In [1]:
import numpy as np
import pandas as pd
import json
from sklearn.decomposition import PCA
import plotly.express as px

# --- 1) Carica la matrice di co-occorrenza ---
cxc = pd.read_csv("cxc.csv", header=None).values

# --- 2) Carica dizionario carte ---
with open('./royale/cards_dict.json', "r", encoding="utf-8") as f:
    cards_dict = json.load(f)

for i, (cid, c) in enumerate(cards_dict.items()):
    c['loc'] = i   # aggiungi la posizione
    
with open('./royale/cards_dict.json', "w", encoding="utf-8") as f:
    json.dump(cards_dict, f, indent=2, ensure_ascii=False)

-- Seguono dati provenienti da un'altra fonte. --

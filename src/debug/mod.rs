//! # Debug - Logging do Kernel
//!
//! Saída de diagnóstico via serial. As macros (`kinfo!` etc.) são
//! exportadas na raiz do crate.

pub mod klog;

# creo un mapping indice -> nome carta
idx_to_label = [None] * len(cards_dict)
for cid, info in cards_dict.items():
    idx = info['loc']   # se nel tuo dict hai la posizione della carta
    idx_to_label[idx] = info.get('name', cid)

# --- 3) PCA in 3 dimensioni ---
pca = PCA(n_components=3)
coords = pca.fit_transform(cxc)

# --- 4) Etichette ---
labels = idx_to_label

# --- 5) Visualizza ---
fig = px.scatter_3d(
    x=coords[:,0],
    y=coords[:,1],
    z=coords[:,2],
    text=labels,
    color=coords[:,0],
    title="Embedding 3D delle carte (PCA su co-occorrenze)"
)
fig.update_traces(marker=dict(size=5))
fig.show()


In [5]:
import json
import numpy as np
import pandas as pd
from pathlib import Path

from sklearn.decomposition import PCA
from sklearn.cluster import KMeans
import plotly.express as px

# ======================
# Config
# ======================
CXC_PATH = Path("cxc.csv")
CARD_DICT_PATH = Path("./royale/cards_dict.json")
OUT_CLUSTER_JSON = Path("./royale/card_clusters.json")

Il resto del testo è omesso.